1Instituto de Matemática Aplicada San Luis (UNSL-CONICET), Ejército de los Andes 950, 5700 San Luis, Argentina
2Departament d'Economia i d'Història Econòmica, Universitat Autònoma de Barcelona and Barcelona GSE, Edifici B, Bellaterra, 08193 Barcelona, Spain

Received 5 December 2013; Revised 14 February 2014; Accepted 15 February 2014; Published 30 April 2014

Academic Editor: Pu-yan Nie

Copyright © 2014 R. Pablo Arribillaga et al. This is an open access article distributed under the Creative Commons Attribution License, which permits unrestricted use, distribution, and reproduction in any medium, provided the original work is properly cited.

Abstract

We study cooperative and competitive solutions for a many-to-many generalization of Shapley and Shubik’s (1971) assignment game. We consider the Core, three other notions of group stability, and two alternative definitions of competitive equilibrium. We show that (i) each group stable set is closely related to the Core of certain games defined using a proper notion of blocking and (ii) each group stable set contains the set of payoff vectors associated with the two definitions of competitive equilibrium.

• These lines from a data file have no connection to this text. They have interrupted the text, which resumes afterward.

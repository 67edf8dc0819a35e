// Library exports for testing and potential library use

/// Application version (root crate version, for use by sub-crates).
pub const VERSION: &str = env!("CARGO_PKG_VERSION");

#[macro_use]
pub mod debug;

pub mod app;
pub mod cli;
pub mod config;
pub mod pane;
pub mod tab_widget;
pub mod ui_constants;
#[cfg(test)]
mod tests {
    use super::*;

    fn strip(n: usize) -> TabBar {
        let mut bar = TabBar::new(100.0, 30.0);
        bar.set_tabs_closable(true);
        bar.set_movable(true);
        bar.set_uses_scroll_buttons(true);
        for i in 0..n {
            bar.add_tab(i as PaneId, &format!("t{}", i), None);
        }
        bar.take_signals();
        bar
    }

    fn pos(x: f64, y: f64) -> PhysicalPosition<f64> {
        PhysicalPosition::new(x, y)
    }

    #[test]
    fn test_first_tab_becomes_current() {
        let mut bar = TabBar::new(100.0, 30.0);
        assert_eq!(bar.current_index(), None);
        bar.add_tab(7, "a", None);
        assert_eq!(bar.current_index(), Some(0));
        assert_eq!(
            bar.take_signals(),
            vec![TabBarSignal::CurrentChanged(Some(0))]
        );
        bar.add_tab(8, "b", None);
        assert_eq!(bar.current_index(), Some(0));
        assert!(bar.take_signals().is_empty());
    }

    #[test]
    fn test_tab_at() {
        let bar = strip(3);
        assert_eq!(bar.tab_at(pos(10.0, 5.0)), Some(0));
        assert_eq!(bar.tab_at(pos(150.0, 5.0)), Some(1));
        assert_eq!(bar.tab_at(pos(299.0, 29.0)), Some(2));
        assert_eq!(bar.tab_at(pos(300.0, 5.0)), None);
        assert_eq!(bar.tab_at(pos(10.0, 30.0)), None);
        assert_eq!(bar.tab_at(pos(-1.0, 5.0)), None);
    }

    #[test]
    fn test_remove_current_selects_neighbour() {
        let mut bar = strip(3);
        bar.set_current_index(1);
        bar.take_signals();

        bar.remove_tab(1);
        assert_eq!(bar.current_index(), Some(1));
        assert_eq!(bar.pane_at(1), Some(2));

        bar.remove_tab(1);
        assert_eq!(bar.current_index(), Some(0));

        bar.remove_tab(0);
        assert_eq!(bar.current_index(), None);
        assert_eq!(
            bar.take_signals(),
            vec![
                TabBarSignal::CurrentChanged(Some(1)),
                TabBarSignal::CurrentChanged(Some(0)),
                TabBarSignal::CurrentChanged(None),
            ]
        );
        assert!(bar.remove_tab(0).is_none());
    }

    #[test]
    fn test_remove_before_current_keeps_same_tab() {
        let mut bar = strip(3);
        bar.set_current_index(2);
        bar.take_signals();
        bar.remove_tab(0);
        assert_eq!(bar.current_index(), Some(1));
        assert_eq!(bar.pane_at(1), Some(2));
        assert!(bar.take_signals().is_empty());
    }

    #[test]
    fn test_move_tracks_current() {
        let mut bar = strip(4);
        // current is slot 0 (pane 0)
        assert!(bar.move_tab(0, 2));
        assert_eq!(bar.current_index(), Some(2));
        assert_eq!(bar.pane_at(2), Some(0));

        bar.set_current_index(1);
        assert!(bar.move_tab(3, 0));
        assert_eq!(bar.current_index(), Some(2));

        assert!(!bar.move_tab(1, 1));
        assert!(!bar.move_tab(0, 4));
    }

    #[test]
    fn test_left_click_selects() {
        let mut bar = strip(3);
        bar.handle_press(MouseButton::Left, pos(150.0, 10.0));
        bar.handle_release(MouseButton::Left, pos(150.0, 10.0));
        assert_eq!(bar.current_index(), Some(1));
        assert_eq!(
            bar.take_signals(),
            vec![TabBarSignal::CurrentChanged(Some(1))]
        );
    }

    #[test]
    fn test_close_button_click() {
        let mut bar = strip(2);
        let rect = bar.close_button_rect(1).unwrap();
        let inside = pos((rect.x + 2.0) as f64, (rect.y + 2.0) as f64);

        bar.handle_press(MouseButton::Left, inside);
        bar.handle_release(MouseButton::Left, inside);
        assert_eq!(bar.take_signals(), vec![TabBarSignal::CloseRequested(1)]);
        // Clicking a close button does not select the tab
        assert_eq!(bar.current_index(), Some(0));
    }

    #[test]
    fn test_close_button_release_elsewhere_cancels() {
        let mut bar = strip(2);
        let rect = bar.close_button_rect(1).unwrap();
        let inside = pos((rect.x + 2.0) as f64, (rect.y + 2.0) as f64);

        bar.handle_press(MouseButton::Left, inside);
        bar.handle_release(MouseButton::Left, pos(110.0, 10.0));
        assert!(bar.take_signals().is_empty());
    }

    #[test]
    fn test_drag_reorders() {
        let mut bar = strip(3);
        bar.handle_press(MouseButton::Left, pos(20.0, 10.0));
        bar.handle_move(pos(22.0, 10.0));
        assert!(!bar.is_dragging());

        bar.handle_move(pos(120.0, 10.0));
        assert!(bar.is_dragging());
        bar.handle_move(pos(250.0, 10.0));
        bar.handle_release(MouseButton::Left, pos(250.0, 10.0));

        assert_eq!(bar.pane_at(2), Some(0));
        assert_eq!(bar.current_index(), Some(2));
        assert_eq!(
            bar.take_signals(),
            vec![
                TabBarSignal::Moved { from: 0, to: 1 },
                TabBarSignal::Moved { from: 1, to: 2 },
            ]
        );
    }

    #[test]
    fn test_scroll_buttons_on_overflow() {
        let mut bar = strip(5);
        bar.set_width(300.0);
        assert!(bar.scroll_buttons_visible());
        // 500 px of tabs in a 260 px tab area
        assert_eq!(bar.max_scroll(), 240.0);
        assert_eq!(bar.tab_at(pos(270.0, 10.0)), None);
        assert_eq!(bar.scroll_button_at(pos(270.0, 10.0)), Some(ScrollButton::Left));
        assert_eq!(bar.scroll_button_at(pos(290.0, 10.0)), Some(ScrollButton::Right));

        bar.handle_press(MouseButton::Left, pos(290.0, 10.0));
        assert_eq!(bar.scroll_offset(), 100.0);
        assert_eq!(bar.tab_at(pos(10.0, 10.0)), Some(1));

        bar.scroll_by(1000.0);
        assert_eq!(bar.scroll_offset(), 240.0);

        // Selecting a tab scrolls it into view from either side
        bar.set_current_index(1);
        assert_eq!(bar.scroll_offset(), 100.0);
        bar.set_current_index(4);
        assert_eq!(bar.scroll_offset(), 240.0);
    }

    #[test]
    fn test_no_scroll_buttons_when_disabled() {
        let mut bar = strip(5);
        bar.set_uses_scroll_buttons(false);
        bar.set_width(300.0);
        assert!(!bar.scroll_buttons_visible());
        assert_eq!(bar.max_scroll(), 0.0);
    }
}
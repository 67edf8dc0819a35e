//! Platform-specific keybinding resolution.
//!
//! Contains:
//! - `CmdOrCtrl` / `CmdOrAlt` modifier expansion
//! - Physical key → QWERTY character mapping for language-agnostic bindings
//! - Named key alias table (string → `NamedKey`)

use crate::parser::Modifiers;
use winit::keyboard::{KeyCode, NamedKey};

/// Concrete modifier state a combo expects once platform aliases are expanded.
#[derive(Debug, Clone, Copy, PartialEq, Eq)]
pub struct ExpectedModifiers {
    pub ctrl: bool,
    pub alt: bool,
    pub shift: bool,
    pub super_key: bool,
}

/// Expand the platform modifier aliases of a parsed combo.
///
/// - macOS: `CmdOrCtrl` and `CmdOrAlt` both map to Super (Cmd key).
/// - Other platforms: `CmdOrCtrl` maps to Ctrl, `CmdOrAlt` maps to Alt.
pub fn resolve_modifiers(mods: &Modifiers) -> ExpectedModifiers {
    let mut expected = ExpectedModifiers {
        ctrl: mods.ctrl,
        alt: mods.alt,
        shift: mods.shift,
        super_key: mods.super_key,
    };

    #[cfg(target_os = "macos")]
    {
        if mods.cmd_or_ctrl || mods.cmd_or_alt {
            expected.super_key = true;
        }
    }
    #[cfg(not(target_os = "macos"))]
    {
        if mods.cmd_or_ctrl {
            expected.ctrl = true;
        }
        if mods.cmd_or_alt {
            expected.alt = true;
        }
    }

    expected
}

const LETTER_KEYS: [KeyCode; 26] = [
    KeyCode::KeyA, KeyCode::KeyB, KeyCode::KeyC, KeyCode::KeyD, KeyCode::KeyE, KeyCode::KeyF,
    KeyCode::KeyG, KeyCode::KeyH, KeyCode::KeyI, KeyCode::KeyJ, KeyCode::KeyK, KeyCode::KeyL,
    KeyCode::KeyM, KeyCode::KeyN, KeyCode::KeyO, KeyCode::KeyP, KeyCode::KeyQ, KeyCode::KeyR,
    KeyCode::KeyS, KeyCode::KeyT, KeyCode::KeyU, KeyCode::KeyV, KeyCode::KeyW, KeyCode::KeyX,
    KeyCode::KeyY, KeyCode::KeyZ,
];

const DIGIT_KEYS: [KeyCode; 10] = [
    KeyCode::Digit0, KeyCode::Digit1, KeyCode::Digit2, KeyCode::Digit3, KeyCode::Digit4,
    KeyCode::Digit5, KeyCode::Digit6, KeyCode::Digit7, KeyCode::Digit8, KeyCode::Digit9,
];

/// Character a physical key produces on a US QWERTY layout, for the keys a
/// binding can name by character
fn qwerty_char(code: KeyCode) -> Option<char> {
    if let Some(i) = LETTER_KEYS.iter().position(|k| *k == code) {
        return Some(char::from(b'A' + i as u8));
    }
    if let Some(i) = DIGIT_KEYS.iter().position(|k| *k == code) {
        return Some(char::from(b'0' + i as u8));
    }
    match code {
        KeyCode::BracketLeft => Some('['),
        KeyCode::BracketRight => Some(']'),
        _ => None,
    }
}

/// Check if a physical key code corresponds to a character on a QWERTY layout.
///
/// Lets digit and letter bindings fire on layouts where the key produces a
/// different character (AZERTY digits need Shift, for example).
pub fn physical_key_matches_char(code: KeyCode, ch: char) -> bool {
    qwerty_char(code).is_some_and(|expected| expected.eq_ignore_ascii_case(&ch))
}

/// Parse a named key string into a [`NamedKey`].
///
/// Matching is case-insensitive. Returns `None` for unrecognised strings.
pub fn parse_named_key(s: &str) -> Option<NamedKey> {
    match s.to_lowercase().as_str() {
        "f1" => Some(NamedKey::F1),
        "f2" => Some(NamedKey::F2),
        "f3" => Some(NamedKey::F3),
        "f4" => Some(NamedKey::F4),
        "f5" => Some(NamedKey::F5),
        "f6" => Some(NamedKey::F6),
        "f7" => Some(NamedKey::F7),
        "f8" => Some(NamedKey::F8),
        "f9" => Some(NamedKey::F9),
        "f10" => Some(NamedKey::F10),
        "f11" => Some(NamedKey::F11),
        "f12" => Some(NamedKey::F12),

        "enter" | "return" => Some(NamedKey::Enter),
        "escape" | "esc" => Some(NamedKey::Escape),
        "space" => Some(NamedKey::Space),
        "tab" => Some(NamedKey::Tab),
        "backspace" => Some(NamedKey::Backspace),
        "delete" | "del" => Some(NamedKey::Delete),
        "home" => Some(NamedKey::Home),
        "end" => Some(NamedKey::End),
        "pageup" | "pgup" => Some(NamedKey::PageUp),
        "pagedown" | "pgdn" => Some(NamedKey::PageDown),

        "up" | "arrowup" => Some(NamedKey::ArrowUp),
        "down" | "arrowdown" => Some(NamedKey::ArrowDown),
        "left" | "arrowleft" => Some(NamedKey::ArrowLeft),
        "right" | "arrowright" => Some(NamedKey::ArrowRight),

        _ => None,
    }
}

#[cfg(test)]
mod tests {
    use super::*;

    #[test]
    fn test_plain_modifiers_pass_through() {
        let mods = Modifiers {
            ctrl: true,
            shift: true,
            ..Modifiers::default()
        };
        let expected = resolve_modifiers(&mods);
        assert!(expected.ctrl);
        assert!(expected.shift);
        assert!(!expected.alt);
        assert!(!expected.super_key);
    }

    #[test]
    fn test_cmd_or_alt_resolution() {
        let mods = Modifiers {
            cmd_or_alt: true,
            ..Modifiers::default()
        };
        let expected = resolve_modifiers(&mods);

        #[cfg(target_os = "macos")]
        {
            assert!(expected.super_key);
            assert!(!expected.alt);
        }
        #[cfg(not(target_os = "macos"))]
        {
            assert!(expected.alt);
            assert!(!expected.super_key);
        }
        assert!(!expected.ctrl);
    }

    #[test]
    fn test_physical_digit_matches() {
        assert!(physical_key_matches_char(KeyCode::Digit0, '0'));
        assert!(physical_key_matches_char(KeyCode::KeyT, 't'));
        assert!(!physical_key_matches_char(KeyCode::Digit1, '2'));
        assert!(!physical_key_matches_char(KeyCode::Escape, '1'));
    }

    #[test]
    fn test_qwerty_char_table() {
        assert_eq!(qwerty_char(KeyCode::KeyA), Some('A'));
        assert_eq!(qwerty_char(KeyCode::KeyZ), Some('Z'));
        assert_eq!(qwerty_char(KeyCode::Digit9), Some('9'));
        assert_eq!(qwerty_char(KeyCode::BracketRight), Some(']'));
        assert_eq!(qwerty_char(KeyCode::F1), None);
    }
}
//! Content shown inside a tab.
//!
//! The tab container does not know what a pane displays. It only needs a
//! fallback title for the label, a size hint for minimum-size propagation, and
//! a few lifecycle hooks.

use winit::dpi::PhysicalSize;

/// Identifier the tab container assigns to a pane when it is attached
pub type PaneId = u64;

/// A UI element hosted in one tab slot.
///
/// Panes are handed to the container by value, so a pane can never be
/// attached to two slots or two containers at the same time.
pub trait Pane {
    /// Title used as the tab label when the host adds the pane with an
    /// empty one
    fn title(&self) -> String;

    /// Preferred size of the pane content, `None` when the pane has no
    /// meaningful preference
    fn size_hint(&self) -> Option<PhysicalSize<u32>>;

    /// Called once the container has taken ownership
    fn on_attach(&mut self, _id: PaneId) {}

    /// Called when the pane is removed from its slot, before it is queued for
    /// deferred release
    fn on_detach(&mut self) {}

    /// Called when the container resizes the content area
    fn on_resize(&mut self, _size: PhysicalSize<u32>) {}
}

/// Placeholder pane for a session that has not connected yet.
#[derive(Debug, Clone)]
pub struct SessionPane {
    title: String,
    preferred: PhysicalSize<u32>,
    size: PhysicalSize<u32>,
    id: Option<PaneId>,
}

impl SessionPane {
    pub fn new(title: &str, preferred: PhysicalSize<u32>) -> Self {
        Self {
            title: title.to_string(),
            preferred,
            size: PhysicalSize::new(0, 0),
            id: None,
        }
    }

    /// Current content size as last reported by the container
    pub fn size(&self) -> PhysicalSize<u32> {
        self.size
    }

    /// Id assigned by the container, if attached
    pub fn id(&self) -> Option<PaneId> {
        self.id
    }
}

impl Pane for SessionPane {
    fn title(&self) -> String {
        self.title.clone()
    }

    fn size_hint(&self) -> Option<PhysicalSize<u32>> {
        Some(self.preferred)
    }

    fn on_attach(&mut self, id: PaneId) {
        self.id = Some(id);
    }

    fn on_detach(&mut self) {
        log::debug!("Session pane '{}' detached", self.title);
    }

    fn on_resize(&mut self, size: PhysicalSize<u32>) {
        self.size = size;
    }
}

impl Drop for SessionPane {
    fn drop(&mut self) {
        log::debug!("Releasing session pane '{}' ({:?})", self.title, self.id);
    }
}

We also show that all six solutions maintain a strictly nested structure. Moreover, each solution can be identified with a set of matrices of (discriminated) prices which indicate how gains from trade are distributed among buyers and sellers. In all cases such matrices arise as solutions of a system of linear inequalities. Hence, all six solutions have the same properties from a structural and computational point of view.